6. Are they a good personal fit?
The final question, and maybe the hardest to answer, is whether or not you like the person you’re considering working with.
Many people offering 1-1 support to quit or cut down will offer a short discovery chat so you can get a sense of who they are and how they work. These can be really useful in deciding whether or not you want to work with someone, as ultimately you need to feel comfortable with them.
When you chat with them, as well as getting the information you need and asking any questions, pay attention to anything that makes you feel uncomfortable. Consider whether they listened carefully to what you said or whether they interrupted and talked over you. Did they brush off or invalidate your concerns? Did you feel seen, heard and respected? Did you feel comfortable talking to them? Did you feel judged or uneasy in any way? Were they completely present throughout your discussion? Did you feel trusting towards them? Were they pushy in any way?
Effective 1-1 support to quit or moderate your drinking relies on the quality and strength of the relationship between you and the practitioner you’re working with. So if something feels off for you, it probably is. Listen to your concerns and trust your instincts.
Peer support to change your drinking
Peer support is about people with similar lived experiences coming together to help and inspire one another. When people talk about having a sponsor, that’s a form of peer support.
Drug and alcohol recovery services such as Change Grow Live offer peer support as part of their services. And there’s a body of evidence to say peer support helps people feel more confident and positive about changes they are making. Generally, people involved in peer support do not get paid for what they do. And they tend to work within recognised organisations and agency settings that set the parameters of how the support operates, with whom, and when.
When choosing peer support, many of the issues around choosing private support will be less important because they are taken care of by the agency offering the peer support. But there are questions to keep in mind:
- Who is involved? Is the service offered by a professional group such as a statutory service, or a voluntary or community group, or peers themselves acting independently?
- Do they support people cutting down as well as stopping altogether? Do they support people with similar goals to yours?
- Who provides the support? Peers alone, peers working with professionals, professionals facilitating peer groups, or lay people (people who offer general support, not specifically about changing your drinking)?
- Who ultimately holds clinical responsibility and oversees things like safe and ethical working?
- What training, if any, have peers received?

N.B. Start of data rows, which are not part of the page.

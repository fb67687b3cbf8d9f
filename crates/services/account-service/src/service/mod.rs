//! Service layer - business logic over the repositories.

mod session_service;
mod user_service;

pub use session_service::{SessionManager, SessionService};
pub use user_service::{UserManager, UserService};
//! Typed key-value documents.
//!
//! Backs the open-ended JSON columns (`preferences`, `metadata`,
//! `device_info`, `location_info`). Values are restricted to strings, numbers,
//! booleans and nested documents; JSON nulls and arrays are rejected.

use std::collections::BTreeMap;

use serde::{Deserialize, Serialize};

use crate::error::{DomainError, DomainResult};

/// A single document value.
#[derive(Debug, Clone, PartialEq, Serialize, Deserialize)]
#[serde(untagged)]
pub enum DocValue {
    Bool(bool),
    Number(f64),
    String(String),
    Map(Document),
}

impl From<bool> for DocValue {
    fn from(value: bool) -> Self {
        DocValue::Bool(value)
    }
}

impl From<f64> for DocValue {
    fn from(value: f64) -> Self {
        DocValue::Number(value)
    }
}

impl From<i64> for DocValue {
    fn from(value: i64) -> Self {
        DocValue::Number(value as f64)
    }
}

impl From<&str> for DocValue {
    fn from(value: &str) -> Self {
        DocValue::String(value.to_string())
    }
}

impl From<String> for DocValue {
    fn from(value: String) -> Self {
        DocValue::String(value)
    }
}

impl From<Document> for DocValue {
    fn from(value: Document) -> Self {
        DocValue::Map(value)
    }
}

/// String-keyed map of [`DocValue`]s, ordered by key.
#[derive(Debug, Clone, Default, PartialEq, Serialize, Deserialize)]
#[serde(transparent)]
pub struct Document(BTreeMap<String, DocValue>);

impl Document {
    pub fn new() -> Self {
        Self::default()
    }

    pub fn get(&self, key: &str) -> Option<&DocValue> {
        self.0.get(key)
    }

    /// Insert a value, returning the previous one for that key.
    pub fn insert(&mut self, key: impl Into<String>, value: impl Into<DocValue>) -> Option<DocValue> {
        self.0.insert(key.into(), value.into())
    }

    pub fn remove(&mut self, key: &str) -> Option<DocValue> {
        self.0.remove(key)
    }

    pub fn len(&self) -> usize {
        self.0.len()
    }

    pub fn is_empty(&self) -> bool {
        self.0.is_empty()
    }

    pub fn iter(&self) -> impl Iterator<Item = (&String, &DocValue)> {
        self.0.iter()
    }

    /// Builder-style insert.
    pub fn with(mut self, key: impl Into<String>, value: impl Into<DocValue>) -> Self {
        self.insert(key, value);
        self
    }

    /// First key, depth first, holding a NaN or infinite number.
    fn non_finite_key(&self) -> Option<&str> {
        self.0.iter().find_map(|(key, value)| match value {
            DocValue::Number(n) if !n.is_finite() => Some(key.as_str()),
            DocValue::Map(inner) => inner.non_finite_key(),
            _ => None,
        })
    }
}

impl<K: Into<String>, V: Into<DocValue>> FromIterator<(K, V)> for Document {
    fn from_iter<I: IntoIterator<Item = (K, V)>>(iter: I) -> Self {
        Self(iter.into_iter().map(|(k, v)| (k.into(), v.into())).collect())
    }
}

/// Decode a stored JSON column.
///
/// Anything outside the value set is corrupt data, not caller input.
impl TryFrom<serde_json::Value> for Document {
    type Error = DomainError;

    fn try_from(value: serde_json::Value) -> DomainResult<Self> {
        serde_json::from_value(value)
            .map_err(|e| DomainError::invalid_value("document", e.to_string()))
    }
}

/// Encode for a JSON column. NaN and infinities have no JSON form.
impl TryFrom<Document> for serde_json::Value {
    type Error = DomainError;

    fn try_from(document: Document) -> DomainResult<Self> {
        if let Some(key) = document.non_finite_key() {
            return Err(DomainError::validation(format!(
                "Document value '{}' must be a finite number",
                key
            )));
        }
        serde_json::to_value(document)
            .map_err(|e| DomainError::internal(format!("Document encode failed: {}", e)))
    }
}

- Are peers paid, or are they volunteers?
- Will you need to wait to see someone, and if so how long for?
- Who can you complain to if things go wrong?
- Where is support provided, and how often?

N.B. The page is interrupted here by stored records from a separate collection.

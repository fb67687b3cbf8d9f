//! User session entity.
//!
//! A session is created active and ends either expired (time based) or
//! revoked (explicit). Both end states are terminal.

use std::str::FromStr;

use chrono::{DateTime, Utc};
use serde::{Deserialize, Serialize};
use uuid::Uuid;

use crate::constants::{
    MAX_IP_ADDRESS_LENGTH, MAX_REFRESH_TOKEN_LENGTH, SESSION_STATUS_ACTIVE, SESSION_STATUS_EXPIRED,
    SESSION_STATUS_REVOKED,
};
use crate::document::Document;
use crate::error::{DomainError, DomainResult};

#[derive(Debug, Clone, Copy, PartialEq, Eq, Hash, Default, Serialize, Deserialize)]
#[serde(rename_all = "lowercase")]
pub enum SessionStatus {
    #[default]
    Active,
    Expired,
    Revoked,
}

impl SessionStatus {
    pub fn as_str(&self) -> &'static str {
        match self {
            SessionStatus::Active => SESSION_STATUS_ACTIVE,
            SessionStatus::Expired => SESSION_STATUS_EXPIRED,
            SessionStatus::Revoked => SESSION_STATUS_REVOKED,
        }
    }

    pub fn is_terminal(&self) -> bool {
        !matches!(self, SessionStatus::Active)
    }

    /// Only `active -> expired` and `active -> revoked` exist.
    pub fn can_transition_to(&self, next: SessionStatus) -> bool {
        matches!(
            (self, next),
            (SessionStatus::Active, SessionStatus::Expired)
                | (SessionStatus::Active, SessionStatus::Revoked)
        )
    }

    /// Check a transition, returning the target status when allowed.
    pub fn transition_to(&self, next: SessionStatus) -> DomainResult<SessionStatus> {
        if self.can_transition_to(next) {
            Ok(next)
        } else {
            Err(DomainError::InvalidTransition {
                from: self.to_string(),
                to: next.to_string(),
            })
        }
    }
}

impl FromStr for SessionStatus {
    type Err = DomainError;

    fn from_str(s: &str) -> DomainResult<Self> {
        match s {
            SESSION_STATUS_ACTIVE => Ok(SessionStatus::Active),
            SESSION_STATUS_EXPIRED => Ok(SessionStatus::Expired),
            SESSION_STATUS_REVOKED => Ok(SessionStatus::Revoked),
            other => Err(DomainError::invalid_value("session status", other)),
        }
    }
}

impl std::fmt::Display for SessionStatus {
    fn fmt(&self, f: &mut std::fmt::Formatter<'_>) -> std::fmt::Result {
        f.write_str(self.as_str())
    }
}

/// Session domain entity
#[derive(Debug, Clone, PartialEq, Serialize)]
pub struct UserSession {
    pub id: Uuid,
    pub user_id: Uuid,
    #[serde(skip_serializing)]
    pub refresh_token: String,
    pub status: SessionStatus,
    pub device_info: Document,
    pub location_info: Document,
    pub ip_address: Option<String>,
    pub user_agent: Option<String>,
    pub expires_at: DateTime<Utc>,
    pub last_activity_at: DateTime<Utc>,
    pub revoked_at: Option<DateTime<Utc>>,
    pub revoke_reason: Option<String>,
    pub created_at: DateTime<Utc>,
    pub updated_at: DateTime<Utc>,
}

impl UserSession {
    /// True iff the session is active and `now` is strictly before
    /// `expires_at`. Does not change the stored status.
    pub fn is_valid_at(&self, now: DateTime<Utc>) -> bool {
        self.status == SessionStatus::Active && now < self.expires_at
    }

    pub fn is_valid(&self) -> bool {
        self.is_valid_at(Utc::now())
    }

    /// Still marked active but past its deadline; a sweep will expire it.
    pub fn is_stale_at(&self, now: DateTime<Utc>) -> bool {
        self.status == SessionStatus::Active && now >= self.expires_at
    }

    pub fn is_revoked(&self) -> bool {
        self.status == SessionStatus::Revoked
    }
}

/// Data needed to open a session.
#[derive(Debug, Clone, PartialEq)]
pub struct NewSession {
    pub user_id: Uuid,
    pub refresh_token: String,
    pub expires_at: DateTime<Utc>,
    pub ip_address: Option<String>,
    pub user_agent: Option<String>,
    pub device_info: Document,
    pub location_info: Document,
}

impl NewSession {
    pub fn new(user_id: Uuid, refresh_token: impl Into<String>, expires_at: DateTime<Utc>) -> Self {
        Self {
            user_id,
            refresh_token: refresh_token.into(),
            expires_at,
            ip_address: None,
            user_agent: None,
            device_info: Document::new(),
            location_info: Document::new(),
        }
    }

    pub fn with_client(mut self, ip_address: Option<String>, user_agent: Option<String>) -> Self {
        self.ip_address = ip_address;
        self.user_agent = user_agent;
        self
    }

    pub fn with_device_info(mut self, device_info: Document) -> Self {
        self.device_info = device_info;
        self
    }

    pub fn with_location_info(mut self, location_info: Document) -> Self {
        self.location_info = location_info;
        self
    }

    /// A session must have a token that fits its column and a deadline
    /// after `now`.
    pub fn validate_at(&self, now: DateTime<Utc>) -> DomainResult<()> {
        if self.refresh_token.trim().is_empty() {
            return Err(DomainError::validation("Refresh token is required"));
        }
        if self.refresh_token.chars().count() > MAX_REFRESH_TOKEN_LENGTH as usize {
            return Err(DomainError::validation(format!(
                "Refresh token must be at most {} characters",
                MAX_REFRESH_TOKEN_LENGTH
            )));
        }
        if self
            .ip_address
            .as_ref()
            .is_some_and(|ip| ip.chars().count() > MAX_IP_ADDRESS_LENGTH as usize)
        {
            return Err(DomainError::validation(format!(
                "IP address must be at most {} characters",
                MAX_IP_ADDRESS_LENGTH
            )));
        }
        if self.expires_at <= now {
            return Err(DomainError::validation("Session expiry must be in the future"));
        }
        Ok(())
    }
}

- Is support offered on a time-limited basis (i.e. for a number of weeks or months), or is it open-ended (i.e. for as long as you need it)?

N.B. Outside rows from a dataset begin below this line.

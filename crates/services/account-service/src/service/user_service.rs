//! User service - account lifecycle and login bookkeeping.

use async_trait::async_trait;
use chrono::{Duration, Utc};
use std::sync::Arc;
use uuid::Uuid;

use common::{AppError, AppResult, OptionExt};
use domain::{
    CreateUser, LoginPolicy, NewUser, Password, UpdateUser, User, EMAIL_VERIFICATION_TTL_HOURS,
};

use crate::repository::UserRepository;

/// Verified when the email is unknown so both paths pay for a hash check.
const DUMMY_HASH: &str =
    "$argon2id$v=19$m=19456,t=2,p=1$ZHVtbXlzYWx0MTIzNDU2$b2JmdXNjYXRlZGR1bW15aGFzaHZhbHVlMDAwMDA";

/// User service trait for dependency injection.
///
/// By default, operations exclude soft-deleted users.
/// Use `*_with_deleted` variants to include them.
#[async_trait]
pub trait UserService: Send + Sync {
    /// Validate, hash and store a new account
    async fn register(&self, input: CreateUser) -> AppResult<User>;

    /// Get live user by ID
    async fn get_user(&self, id: Uuid) -> AppResult<User>;

    /// Get user by ID including soft-deleted
    async fn get_user_with_deleted(&self, id: Uuid) -> AppResult<User>;

    /// Case-insensitive lookup; absent is `Ok(None)`
    async fn find_by_email(&self, email: &str) -> AppResult<Option<User>>;

    /// Case-insensitive lookup; absent is `NotFound`
    async fn get_user_by_email(&self, email: &str) -> AppResult<User>;

    /// Check credentials and record the outcome. Issues no tokens.
    async fn authenticate(&self, email: &str, password: &str) -> AppResult<User>;

    /// Update user details (only live users)
    async fn update_user(&self, id: Uuid, changes: UpdateUser) -> AppResult<User>;

    /// Replace the password and end every open session
    async fn change_password(
        &self,
        id: Uuid,
        current_password: &str,
        new_password: &str,
    ) -> AppResult<()>;

    /// Create a verification token; the caller delivers it
    async fn issue_email_verification(&self, id: Uuid) -> AppResult<String>;

    /// Redeem a verification token
    async fn confirm_email(&self, token: &str) -> AppResult<User>;

    /// Soft delete user and revoke its sessions
    async fn delete_user(&self, id: Uuid) -> AppResult<()>;

    /// Permanently delete user; sessions cascade
    async fn hard_delete_user(&self, id: Uuid) -> AppResult<()>;

    /// Restore a soft-deleted user
    async fn restore_user(&self, id: Uuid) -> AppResult<User>;

    /// List all live users
    async fn list_users(&self) -> AppResult<Vec<User>>;

    /// List only soft-deleted users
    async fn list_deleted_users(&self) -> AppResult<Vec<User>>;
}
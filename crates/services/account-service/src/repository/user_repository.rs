//! User repository implementation with soft delete support.

use async_trait::async_trait;
use chrono::{DateTime, Utc};
use sea_orm::{
    sea_query::Expr, ActiveModelTrait, ColumnTrait, ConnectionTrait, DatabaseConnection,
    EntityTrait, QueryFilter, QueryOrder, Set, TransactionTrait,
};
use uuid::Uuid;

use super::entities::document_json;
use super::session_repository::revoke_active_sessions;
use super::entities::user::{self, ActiveModel, Entity as UserEntity};
use common::{AppError, AppResult};
use domain::{
    normalize_email, NewUser, UpdateUser, User, UserStatus, REVOKE_REASON_ACCOUNT_DELETED,
    REVOKE_REASON_PASSWORD_CHANGED,
};

#[cfg(any(test, feature = "test-utils"))]
use mockall::automock;

/// User repository trait for dependency injection.
///
/// By default, all query methods exclude soft-deleted records.
/// Use `*_with_deleted` variants to include them. Email arguments are
/// normalized before they reach the store.
#[cfg_attr(any(test, feature = "test-utils"), automock)]
#[async_trait]
pub trait UserRepository: Send + Sync {
    /// Find live user by ID
    async fn find_by_id(&self, id: Uuid) -> AppResult<Option<User>>;

    /// Find user by ID including soft-deleted
    async fn find_by_id_with_deleted(&self, id: Uuid) -> AppResult<Option<User>>;

    /// Find live user by email, ignoring case. Absent is `Ok(None)`.
    async fn find_by_email(&self, email: &str) -> AppResult<Option<User>>;

    /// Find user by email including soft-deleted
    async fn find_by_email_with_deleted(&self, email: &str) -> AppResult<Option<User>>;

    /// Find live user by exact username
    async fn find_by_username(&self, username: &str) -> AppResult<Option<User>>;

    /// Insert a new user. Duplicate email or username is a conflict.
    async fn create(&self, user: NewUser) -> AppResult<User>;

    /// Apply a partial update to a live user
    async fn update(&self, id: Uuid, changes: UpdateUser) -> AppResult<User>;

    /// Replace the password hash, clear any reset token and revoke active
    /// sessions in one transaction. Returns how many sessions were revoked.
    async fn update_password(&self, id: Uuid, password_hash: String) -> AppResult<u64>;

    /// Count a failed login, optionally locking the account.
    ///
    /// A lock that has already run out is cleared and the count restarts at 1.
    async fn record_login_failure(
        &self,
        id: Uuid,
        locked_until: Option<DateTime<Utc>>,
    ) -> AppResult<()>;

    /// Reset the attempt counter, clear the lock and stamp `last_login_at`
    async fn record_login_success(&self, id: Uuid) -> AppResult<()>;

    /// Store an email verification token with its deadline
    async fn set_email_verification_token(
        &self,
        id: Uuid,
        token: String,
        expires_at: DateTime<Utc>,
    ) -> AppResult<()>;

    /// Mark the owner of an unexpired verification token as verified
    async fn confirm_email(&self, token: &str) -> AppResult<Option<User>>;

    /// Store a password reset token with its deadline
    async fn set_password_reset_token(
        &self,
        id: Uuid,
        token: String,
        expires_at: DateTime<Utc>,
    ) -> AppResult<()>;

    /// Find the live owner of an unexpired reset token
    async fn find_by_password_reset_token(&self, token: &str) -> AppResult<Option<User>>;

    /// Soft delete user by ID and revoke its active sessions in one
    /// transaction. Returns how many sessions were revoked.
    async fn delete(&self, id: Uuid) -> AppResult<u64>;

    /// Permanently delete user; sessions go with it
    async fn hard_delete(&self, id: Uuid) -> AppResult<()>;

    /// Restore a soft-deleted user
    async fn restore(&self, id: Uuid) -> AppResult<User>;

    /// List all live users
    async fn list(&self) -> AppResult<Vec<User>>;

    /// List only soft-deleted users
    async fn list_deleted(&self) -> AppResult<Vec<User>>;
}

Your role in 1-1 support to quit or reduce drinking
Finding the right support is an individual choice. But effective 1-1 support to quit or cut down drinking comes down to a few main factors. Most of these are on the practitioner side and include training, competency and experience.
The ones on your side include your commitment to the process and your feelings of comfort with and confidence in your chosen support practitioner.
Finding someone suitable can feel daunting. But by keeping the above questions in mind as you’re sifting and shortlisting, we hope you can feel more confident in finding someone who’s safe to work with, well-informed, experienced, and genuinely can help you achieve your goals.
While the answers to many of these questions are in the hands of the person you engage to support you, remember that none of this can happen without your commitment. Your support practitioner can help you climb hurdles and negotiate obstacles, but you need to be an active participant in the process. Nobody can make change for you, and nor can they force you to change.
Long-lasting, sustainable change comes from within.